Finalmente, identificado a través de la perspectiva de 7 pecados mortales los núcleos patogénicos más importantes, me prometo después del tratamiento con el exorcista, ciertamente más efectivo que los ISRS, proponer un protocolo terapéutico dirigido a lograr 4 virtudes cardinales (prudencia, justicia, fortaleza y templanza) a través de un camino de reactivación conductual que incluye el ejercicio diario completo con un diario de las siete obras corporales de misericordia (alimentar al hambriento, dar de beber al sediento, vestir al desnudo, albergar al peregrinos, visitar a los enfermos, visitar a los presos y enterrar a los muertos). Las 7 obras espirituales de misericordia que ya practican abundantemente también se propondrán a los colegas psicoterapeutas supervisados: aconsejar a los que dudan, enseñar a los ignorantes, amonestar a los pecadores, consolar a los afligidos, perdonar las ofensas, soportar pacientemente a las personas problemáticas, orar a Dios por los vivos. , los muertos y los desertores.

*Nota 1: Las estructuras cerebrales que componen el sistema de recompensa se encuentran dentro del circuito corteza-ganglio basal-tálamo; los ganglios basales guían la actividad del circuito dentro del sistema de recompensa.
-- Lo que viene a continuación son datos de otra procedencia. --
/*
 * Ticker-LSTM, a stock price forecasting workbench built on LSTM
 * Copyright (C) 2025 Athaariq A. Ramadhani <foss@athaariq.my.id>
 *
 * This program is free software: you can redistribute it and/or modify
 * it under the terms of the GNU General Public License as published by
 * the Free Software Foundation, either version 3 of the License, or
 * (at your option) any later version.
 *
 * This program is distributed in the hope that it will be useful,
 * but WITHOUT ANY WARRANTY; without even the implied warranty of
 * MERCHANTABILITY or FITNESS FOR A PARTICULAR PURPOSE.  See the
 * GNU General Public License for more details.
 *
 * You should have received a copy of the GNU General Public License
 * along with this program.  If not, see <http://www.gnu.org/licenses/>.
 */

use burn::{
	grad_clipping::GradientClippingConfig,
	optim::AdamConfig,
	tensor::{
		backend::{AutodiffBackend, Backend},
		Tensor,
	},
};
use serde::{Deserialize, Serialize};

use super::model::*;
use crate::error::ForecastError;

#[derive(burn::config::Config)]
pub struct TrainingConfig {
	pub model: LstmNetworkConfig,
	pub optimizer: AdamConfig,

	#[config(default = 1e-3)]
	pub learning_rate: f64,

	#[config(default = 150)]
	pub epochs: usize,

	#[config(default = 16)]
	pub batch_size: usize,

	/// Fixed seed for weight init and shuffling. A random one is drawn when absent.
	pub seed: Option<u64>,
}

impl TrainingConfig {
	/// Defaults for windows of `window_size` steps: Adam with gradient-norm clipping at 1.0.
	pub fn for_window(window_size: usize) -> Self {
		Self::new(
			LstmNetworkConfig::new(window_size),
			AdamConfig::new().with_grad_clipping(Some(GradientClippingConfig::Norm(1.0))),
		)
	}
}

#[derive(Serialize, Deserialize, Clone, Copy, Debug, PartialEq)]
#[serde(rename_all = "camelCase")]
pub struct EpochReport {
	pub epoch: usize,
	pub epochs: usize,
	pub train_loss: f64,
	pub validation_loss: f64,
	pub improved: bool,
}

/// Per-epoch losses. Both sequences always have the same length.
#[derive(Default, Serialize, Deserialize, Clone, Debug, PartialEq)]
pub struct LossHistory {
	train: Vec<f64>,
	validation: Vec<f64>,
}

impl LossHistory {
	pub fn push(&mut self, train_loss: f64, validation_loss: f64) {
		self.train.push(train_loss);
		self.validation.push(validation_loss);
	}

	pub fn train(&self) -> &[f64] {
		&self.train
	}

	pub fn validation(&self) -> &[f64] {
		&self.validation
	}

	pub fn len(&self) -> usize {
		self.train.len()
	}

	pub fn is_empty(&self) -> bool {
		self.train.is_empty()
	}
}

/// The best-validation model reloaded from its checkpoint, with the losses that led to it.
#[derive(Clone, Debug)]
pub struct TrainedForecaster<B: Backend> {
	pub model: LstmNetwork<B>,
	pub config: LstmNetworkConfig,
	pub history: LossHistory,
	pub best_epoch: usize,
}

#[derive(Debug)]
pub enum TrainEvent<B: Backend> {
	Epoch(EpochReport),
	Completed(TrainedForecaster<B>),
	Failed(ForecastError),
}

pub(super) struct TrainInput<B: AutodiffBackend> {
	pub train_tensor: Tensor<B, 3>,
	pub train_target_tensor: Tensor<B, 2>,
	pub valid_tensor: Tensor<B::InnerBackend, 3>,
	pub valid_target_tensor: Tensor<B::InnerBackend, 2>,
}
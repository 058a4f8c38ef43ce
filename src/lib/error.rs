/*
 * Ticker-LSTM, a stock price forecasting workbench built on LSTM
 * Copyright (C) 2025 Athaariq A. Ramadhani <foss@athaariq.my.id>
 *
 * This program is free software: you can redistribute it and/or modify
 * it under the terms of the GNU General Public License as published by
 * the Free Software Foundation, either version 3 of the License, or
 * (at your option) any later version.
 *
 * This program is distributed in the hope that it will be useful,
 * but WITHOUT ANY WARRANTY; without even the implied warranty of
 * MERCHANTABILITY or FITNESS FOR A PARTICULAR PURPOSE.  See the
 * GNU General Public License for more details.
 *
 * You should have received a copy of the GNU General Public License
 * along with this program.  If not, see <http://www.gnu.org/licenses/>.
 */

use thiserror::Error;

pub type Result<T> = std::result::Result<T, ForecastError>;

/// Coarse classification a front end can branch on without matching every variant.
#[derive(PartialEq, Eq, Clone, Copy, Debug)]
pub enum ErrorKind {
	Validation,
	Type,
	Lookup,
	Runtime,
}

#[derive(Debug, Error)]
pub enum ForecastError {
	#[error("{0}")]
	Validation(String),

	#[error("{0}")]
	Type(String),

	#[error("{0} not found")]
	Lookup(String),

	#[error("Error downloading data for stock symbol {symbol}: {reason}")]
	Acquisition { symbol: String, reason: String },

	#[error("Error occurred during model training: {0}")]
	Training(#[source] Box<dyn std::error::Error + Send + Sync>),

	#[error("Checkpoint unusable: {0}")]
	Checkpoint(String),

	#[error(transparent)]
	Io(#[from] std::io::Error),

	#[error(transparent)]
	Csv(#[from] csv::Error),

	#[error(transparent)]
	Spreadsheet(#[from] calamine::Error),

	#[error(transparent)]
	Json(#[from] serde_json::Error),

	#[error(transparent)]
	Shape(#[from] ndarray::ShapeError),
}

impl ForecastError {
	pub fn kind(&self) -> ErrorKind {
		match self {
			ForecastError::Validation(_) | ForecastError::Acquisition { .. } => ErrorKind::Validation,
			ForecastError::Type(_) => ErrorKind::Type,
			ForecastError::Lookup(_) => ErrorKind::Lookup,
			ForecastError::Training(_)
			| ForecastError::Checkpoint(_)
			| ForecastError::Io(_)
			| ForecastError::Csv(_)
			| ForecastError::Spreadsheet(_)
			| ForecastError::Json(_)
			| ForecastError::Shape(_) => ErrorKind::Runtime,
		}
	}

	pub(crate) fn validation(message: impl Into<String>) -> Self {
		ForecastError::Validation(message.into())
	}

	pub(crate) fn lookup(key: impl std::fmt::Display) -> Self {
		ForecastError::Lookup(format!("\"{key}\""))
	}

	pub(crate) fn training(cause: impl Into<Box<dyn std::error::Error + Send + Sync>>) -> Self {
		ForecastError::Training(cause.into())
	}
}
La mayoría de las células que conectan las estructuras dentro del sistema de recompensa son interneuronas glutamatérgicas, GABAérgicas, neuronas espinosas medianas y neuronas de proyección dopaminérgicas, aunque otros tipos de neuronas de proyección (p. Ej., Neuronas de proyección orexinérgicas) contribuyen ). El sistema de recompensa incluye el área tegmental ventral, el estriado ventral (principalmente el núcleo accumbens, pero también el tubérculo olfatorio), el estriado dorsal (es decir, el núcleo caudado y putamen), la sustancia negra (es decir, digamos, la pars compacta y la pars reticulata), la corteza prefrontal, la corteza cingulada anterior, la corteza insular, el hipocampo, el hipotálamo (en particular, el núcleo oressinérgico en el hipotálamo lateral), el tálamo (núcleos múltiples) , el núcleo subtalámico, el globo pálido (tanto externo como interno), el pálido ventral, el núcleo parabraquial, la amígdala y el resto de la amígdala extendida.